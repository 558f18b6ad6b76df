//! Simulation loop runner with operator controls.
//!
//! [`run_simulation`] drives the tick loop around a [`NetworkSession`]:
//!
//! - **Runs**: start on launch (when `auto_start`) or on operator command;
//!   end on saturation, the per-run tick limit, an operator stop, or a
//!   graph change
//! - **Graph changes**: filter updates, community toggles, and persona
//!   regeneration rebuild the graph and discard the active run
//! - **Pause/resume**: stepping halts while commands keep being applied
//! - **Variable tick speed**: interval adjustable at runtime
//! - **Clean shutdown**: the active run is reported before returning

use std::sync::Arc;
use std::time::Duration;

use rand::Rng;
use ripple_network::{NetworkError, NetworkSession};
use ripple_types::{CommunityFilter, Graph};
use tracing::{debug, info, warn};

use crate::config::SimulationBoundsConfig;
use crate::diffusion::DiffusionSimulator;
use crate::operator::{OperatorCommand, OperatorState, SimulationEndReason};
use crate::run::{RunEndReason, RunReport, SimulationRun, TickSummary};

/// Errors that can occur during the simulation loop.
#[derive(Debug, thiserror::Error)]
pub enum RunnerError {
    /// Persona regeneration failed on settings that were valid at startup.
    #[error("network error: {source}")]
    Network {
        /// The underlying network error.
        #[from]
        source: NetworkError,
    },
}

/// Result of the simulation loop.
#[derive(Debug)]
pub struct SimulationResult {
    /// The reason the loop ended.
    pub end_reason: SimulationEndReason,
    /// Report of the last run that ended, if any.
    pub last_report: Option<RunReport>,
    /// Runs that ended for any reason.
    pub runs_ended: u64,
    /// Total steps executed across all runs.
    pub total_ticks: u64,
}

/// Observer hooks invoked by the runner.
///
/// Implementations use these to update snapshots and broadcast tick
/// summaries. Every method except [`on_tick`](Self::on_tick) defaults to a
/// no-op.
pub trait TickCallback: Send {
    /// Called after each step of the active run.
    fn on_tick(&mut self, summary: &TickSummary, run: &SimulationRun);

    /// Called when a new run starts.
    fn on_run_start(&mut self, _run: &SimulationRun) {}

    /// Called when a run ends, with its final report.
    fn on_run_end(&mut self, _report: &RunReport) {}

    /// Called after the graph was rebuilt.
    fn on_graph_changed(&mut self, _graph: &Arc<Graph>, _revision: u64, _filter: &CommunityFilter) {}
}

/// A no-op tick callback for testing.
pub struct NoOpCallback;

impl TickCallback for NoOpCallback {
    fn on_tick(&mut self, _summary: &TickSummary, _run: &SimulationRun) {}
}

/// Mutable loop bookkeeping.
struct LoopState {
    run: Option<SimulationRun>,
    last_report: Option<RunReport>,
    runs_ended: u64,
    total_ticks: u64,
}

impl LoopState {
    fn start_run<R: Rng>(
        &mut self,
        session: &NetworkSession<R>,
        simulator: &DiffusionSimulator,
        callback: &mut dyn TickCallback,
    ) {
        self.end_run(RunEndReason::Restarted, callback);
        let run = SimulationRun::start(session.graph(), session.revision(), simulator.clone());
        info!(
            run_id = %run.run_id(),
            graph_revision = run.graph_revision(),
            nodes = run.graph().node_count(),
            "Run started"
        );
        callback.on_run_start(&run);
        self.run = Some(run);
    }

    fn end_run(&mut self, reason: RunEndReason, callback: &mut dyn TickCallback) {
        let Some(run) = self.run.take() else {
            return;
        };
        let report = run.stop(reason);
        info!(
            run_id = %report.run_id,
            reason = ?report.end_reason,
            ticks = report.ticks,
            active = report.active_count,
            nodes = report.node_count,
            "Run ended"
        );
        callback.on_run_end(&report);
        self.runs_ended = self.runs_ended.saturating_add(1);
        self.last_report = Some(report);
    }

    fn finish(self, end_reason: SimulationEndReason) -> SimulationResult {
        SimulationResult {
            end_reason,
            last_report: self.last_report,
            runs_ended: self.runs_ended,
            total_ticks: self.total_ticks,
        }
    }
}

/// Run the simulation loop until shutdown.
///
/// # Arguments
///
/// * `session` - Network session owning personas, filter, and graph
/// * `simulator` - Activation rules cloned into every run
/// * `operator` - Shared operator control state
/// * `bounds` - Run limits and start behaviour
/// * `rng` - Randomness for activation steps
/// * `callback` - Observer hooks
///
/// # Errors
///
/// Returns [`RunnerError`] if persona regeneration fails. Rejected filter
/// and toggle commands are logged and leave the graph untouched.
pub async fn run_simulation<S: Rng + Send>(
    session: &mut NetworkSession<S>,
    simulator: &DiffusionSimulator,
    operator: &Arc<OperatorState>,
    bounds: &SimulationBoundsConfig,
    rng: &mut (impl Rng + Send),
    callback: &mut dyn TickCallback,
) -> Result<SimulationResult, RunnerError> {
    let mut state = LoopState {
        run: None,
        last_report: None,
        runs_ended: 0,
        total_ticks: 0,
    };

    info!(
        max_ticks_per_run = bounds.max_ticks_per_run,
        auto_start = bounds.auto_start,
        tick_interval_ms = operator.tick_interval_ms(),
        graph_revision = session.revision(),
        "Simulation starting"
    );

    callback.on_graph_changed(&session.graph(), session.revision(), session.filter());
    if bounds.auto_start {
        state.start_run(session, simulator, callback);
    }

    loop {
        // Taken first so signals sent while commands are applied or a tick
        // runs still end the wait below.
        let wake = operator.wake_signal();
        tokio::pin!(wake);

        // --- Check shutdown ---
        if operator.is_shutdown_requested() {
            info!("Operator shutdown requested");
            state.end_run(RunEndReason::Shutdown, callback);
            let reason = SimulationEndReason::OperatorShutdown;
            operator.set_end_reason(reason).await;
            return Ok(state.finish(reason));
        }

        // --- Apply queued commands ---
        for command in operator.drain_commands().await {
            apply_command(command, session, simulator, bounds, &mut state, callback)?;
        }

        // --- Idle until woken when there is nothing to step ---
        if state.run.is_none() || operator.is_paused() {
            wake.await;
            continue;
        }
        let Some(run) = state.run.as_mut() else {
            continue;
        };

        // --- Execute tick ---
        let summary = run.step(rng);
        state.total_ticks = state.total_ticks.saturating_add(1);
        callback.on_tick(&summary, run);
        debug!(
            tick = summary.tick,
            phase = %summary.phase,
            active = summary.active_count,
            newly_active = summary.newly_active,
            "Tick complete"
        );

        // --- Check run end (after tick) ---
        let ended = if summary.saturated {
            Some(RunEndReason::Saturated)
        } else if bounds.max_ticks_per_run > 0 && summary.tick >= bounds.max_ticks_per_run {
            Some(RunEndReason::MaxTicksReached)
        } else {
            None
        };
        if let Some(reason) = ended {
            state.end_run(reason, callback);
            if bounds.exit_when_run_ends {
                let reason = SimulationEndReason::RunCompleted;
                operator.set_end_reason(reason).await;
                return Ok(state.finish(reason));
            }
            continue;
        }

        // --- Sleep for tick interval, waking early for commands ---
        let interval_ms = operator.tick_interval_ms();
        if interval_ms == 0 {
            tokio::task::yield_now().await;
        } else {
            tokio::select! {
                () = tokio::time::sleep(Duration::from_millis(interval_ms)) => {}
                () = &mut wake => {}
            }
        }
    }
}

/// Apply one operator command between ticks.
fn apply_command<S: Rng>(
    command: OperatorCommand,
    session: &mut NetworkSession<S>,
    simulator: &DiffusionSimulator,
    bounds: &SimulationBoundsConfig,
    state: &mut LoopState,
    callback: &mut dyn TickCallback,
) -> Result<(), RunnerError> {
    debug!(?command, "Applying operator command");
    let rebuilt = match command {
        OperatorCommand::StartRun => {
            state.start_run(session, simulator, callback);
            return Ok(());
        }
        OperatorCommand::StopRun => {
            if state.run.is_none() {
                debug!("Stop requested with no active run");
            }
            state.end_run(RunEndReason::OperatorStop, callback);
            return Ok(());
        }
        OperatorCommand::SetFilter { filter } => session.set_filter(filter),
        OperatorCommand::ToggleCommunity { community } => session.toggle_community(&community),
        OperatorCommand::Regenerate => Ok(session.regenerate()?),
    };

    let graph = match rebuilt {
        Ok(graph) => graph,
        Err(e) => {
            warn!(error = %e, "Operator command rejected");
            return Ok(());
        }
    };

    state.end_run(RunEndReason::GraphChanged, callback);
    callback.on_graph_changed(&graph, session.revision(), session.filter());
    info!(
        graph_revision = session.revision(),
        nodes = graph.node_count(),
        links = graph.link_count(),
        filter = ?session.filter().selectors(),
        "Graph changed"
    );
    if bounds.auto_start {
        state.start_run(session, simulator, callback);
    }
    Ok(())
}

/// Log the end of the simulation loop.
///
/// Called after [`run_simulation`] returns. The HTTP server may keep
/// serving the final snapshot after this.
pub fn log_simulation_end(result: &SimulationResult) {
    info!(
        reason = ?result.end_reason,
        runs_ended = result.runs_ended,
        total_ticks = result.total_ticks,
        "Simulation ended"
    );

    if let Some(ref report) = result.last_report {
        info!(
            run_id = %report.run_id,
            ticks = report.ticks,
            active = report.active_count,
            nodes = report.node_count,
            saturated = report.saturated,
            half_penetration_tick = ?report.activation.half_penetration_tick,
            "Final run report"
        );
    } else {
        warn!("Simulation ended with no completed runs");
    }
}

+ + + +

Directions:
Could you please copy the lines of the listing above exactly, from its first line through the line bearing "operator stop, or a", and nothing more?

Task result:
repository 558f18b6ad6b76df
//! Simulation loop runner with operator controls.
//!
//! [`run_simulation`] drives the tick loop around a [`NetworkSession`]:
//!
//! - **Runs**: start on launch (when `auto_start`) or on operator command;
//!   end on saturation, the per-run tick limit, an operator stop, or a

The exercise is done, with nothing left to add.